Greg Simons, seorang peneliti politik yang berbasis di Swedia, mengatakan kepada RT pada hari Rabu bahwa larangan tersebut merupakan bentuk proyeksi. “Jika Anda melarang sesuatu dengan tuduhan yang tidak berdasar dan samar, maka ada sesuatu yang salah, bukan dengan apa yang Anda tuduh dilakukan orang lain, tetapi dengan diri Anda sendiri,” katanya.
Meta telah melarang konten tertentu berdasarkan tekanan politik sebelumnya.
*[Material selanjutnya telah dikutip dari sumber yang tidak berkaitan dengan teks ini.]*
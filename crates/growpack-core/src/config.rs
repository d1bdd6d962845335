use serde::{Deserialize, Serialize};
use std::str::FromStr;

/// Orderings applied to blocks before packing.
/// The growth heuristics are tuned for `HeightDesc`; other orders stay correct
/// but usually pack looser.
#[derive(Debug, Clone, Copy, Serialize, Deserialize, PartialEq, Eq)]
#[serde(rename_all = "snake_case")]
pub enum SortOrder {
    HeightDesc,
    WidthDesc,
    AreaDesc,
    MaxSideDesc,
    NameAsc,
    None,
    /// Try a small portfolio of orders and keep the best layout
    /// (fewest unplaced, then smallest canvas area).
    Auto,
}

impl FromStr for SortOrder {
    type Err = ();
    fn from_str(s: &str) -> Result<Self, Self::Err> {
        match s.to_ascii_lowercase().as_str() {
            "height_desc" => Ok(Self::HeightDesc),
            "width_desc" => Ok(Self::WidthDesc),
            "area_desc" => Ok(Self::AreaDesc),
            "max_side_desc" => Ok(Self::MaxSideDesc),
            "name_asc" => Ok(Self::NameAsc),
            "none" => Ok(Self::None),
            "auto" => Ok(Self::Auto),
            _ => Err(()),
        }
    }
}

impl SortOrder {
    /// Orders evaluated by `Auto`, in tie-break priority.
    pub const PORTFOLIO: [SortOrder; 4] = [
        SortOrder::HeightDesc,
        SortOrder::MaxSideDesc,
        SortOrder::AreaDesc,
        SortOrder::WidthDesc,
    ];

    pub fn as_str(&self) -> &'static str {
        match self {
            Self::HeightDesc => "height_desc",
            Self::WidthDesc => "width_desc",
            Self::AreaDesc => "area_desc",
            Self::MaxSideDesc => "max_side_desc",
            Self::NameAsc => "name_asc",
            Self::None => "none",
            Self::Auto => "auto",
        }
    }
}

#[derive(Debug, Clone, Serialize, Deserialize)]
pub struct PackerConfig {
    #[serde(default = "default_sort_order")]
    pub sort_order: SortOrder,
    /// Evaluate `Auto` candidates in parallel when feature "parallel" is on.
    #[serde(default = "default_parallel")]
    pub parallel: bool,
}

impl Default for PackerConfig {
    fn default() -> Self {
        Self {
            sort_order: default_sort_order(),
            parallel: default_parallel(),
        }
    }
}

impl PackerConfig {
    /// Create a fluent builder for `PackerConfig`.
    pub fn builder() -> PackerConfigBuilder {
        PackerConfigBuilder::new()
    }
}

/// How raw delimited rows become blocks.
///
/// A raw dimension `v` becomes `v / scale * scale_factor`. The defaults take
/// centimetres to metres and then enlarge threefold for drawing.
#[derive(Debug, Clone, Serialize, Deserialize)]
pub struct InputConfig {
    #[serde(default = "default_scale")]
    pub scale: f64,
    #[serde(default = "default_scale_factor")]
    pub scale_factor: f64,
    /// Swap width/height so the taller side is always the height.
    #[serde(default = "default_orient_tall")]
    pub orient_tall: bool,
    #[serde(default = "default_delimiter")]
    pub delimiter: char,
    /// Ignore the first non-blank line.
    #[serde(default)]
    pub skip_header: bool,
}

impl Default for InputConfig {
    fn default() -> Self {
        Self {
            scale: default_scale(),
            scale_factor: default_scale_factor(),
            orient_tall: default_orient_tall(),
            delimiter: default_delimiter(),
            skip_header: false,
        }
    }
}

impl InputConfig {
    /// Validates the unit conversion parameters.
    pub fn validate(&self) -> crate::error::Result<()> {
        use crate::error::GrowPackError;

        if !(self.scale.is_finite() && self.scale > 0.0) {
            return Err(GrowPackError::InvalidConfig(format!(
                "scale must be finite and positive, got {}",
                self.scale
            )));
        }
        if !(self.scale_factor.is_finite() && self.scale_factor > 0.0) {
            return Err(GrowPackError::InvalidConfig(format!(
                "scale_factor must be finite and positive, got {}",
                self.scale_factor
            )));
        }
        if self.delimiter.is_whitespace() {
            return Err(GrowPackError::InvalidConfig(
                "delimiter must not be whitespace; labels may contain spaces".into(),
            ));
        }
        Ok(())
    }

    /// Converts a raw dimension into canvas units.
    pub fn convert(&self, raw: f64) -> f64 {
        raw / self.scale * self.scale_factor
    }
}

/// Drawing parameters for rendered layouts (canvas units).
#[derive(Debug, Clone, Serialize, Deserialize)]
pub struct RenderOptions {
    #[serde(default = "default_text_size")]
    pub text_size: f64,
    #[serde(default = "default_text_padding_x")]
    pub text_padding_x: f64,
    #[serde(default = "default_text_padding_y")]
    pub text_padding_y: f64,
    /// Label rotation in degrees.
    #[serde(default = "default_text_angle_deg")]
    pub text_angle_deg: f64,
    #[serde(default = "default_stroke_width")]
    pub stroke_width: f64,
}

impl Default for RenderOptions {
    fn default() -> Self {
        Self {
            text_size: default_text_size(),
            text_padding_x: default_text_padding_x(),
            text_padding_y: default_text_padding_y(),
            text_angle_deg: default_text_angle_deg(),
            stroke_width: default_stroke_width(),
        }
    }
}

impl RenderOptions {
    pub fn validate(&self) -> crate::error::Result<()> {
        use crate::error::GrowPackError;

        if !(self.text_size.is_finite() && self.text_size > 0.0) {
            return Err(GrowPackError::InvalidConfig(format!(
                "text_size must be finite and positive, got {}",
                self.text_size
            )));
        }
        if !(self.stroke_width.is_finite() && self.stroke_width >= 0.0) {
            return Err(GrowPackError::InvalidConfig(format!(
                "stroke_width must be finite and non-negative, got {}",
                self.stroke_width
            )));
        }
        Ok(())
    }
}

fn default_sort_order() -> SortOrder {
    SortOrder::HeightDesc
}
fn default_parallel() -> bool {
    false
}
fn default_scale() -> f64 {
    100.0
}
fn default_scale_factor() -> f64 {
    3.0
}
fn default_orient_tall() -> bool {
    true
}
fn default_delimiter() -> char {
    ','
}
fn default_text_size() -> f64 {
    0.4
}
fn default_text_padding_x() -> f64 {
    0.1
}
fn default_text_padding_y() -> f64 {
    0.02
}
fn default_text_angle_deg() -> f64 {
    90.0
}
fn default_stroke_width() -> f64 {
    0.02
}

/// Builder for `PackerConfig` for ergonomic construction.
#[derive(Debug, Default, Clone)]
pub struct PackerConfigBuilder {
    cfg: PackerConfig,
}

impl PackerConfigBuilder {
    pub fn new() -> Self {
        Self {
            cfg: PackerConfig::default(),
        }
    }
    pub fn sort_order(mut self, v: SortOrder) -> Self {
        self.cfg.sort_order = v;
        self
    }
    pub fn parallel(mut self, v: bool) -> Self {
        self.cfg.parallel = v;
        self
    }
    pub fn build(self) -> PackerConfig {
        self.cfg
    }
}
Jelang pemilihan presiden 2020 di AS, perusahaan tersebut menyensor cerita laptop Hunter Biden setelah mata-mata Amerika dan Demokrat mengklaim bahwa itu adalah operasi “disinformasi Rusia”. Isi laptop – yang melibatkan calon presiden saat itu Joe Biden dan keluarganya dalam berbagai skema pengaruh asing – kemudian terbukti asli.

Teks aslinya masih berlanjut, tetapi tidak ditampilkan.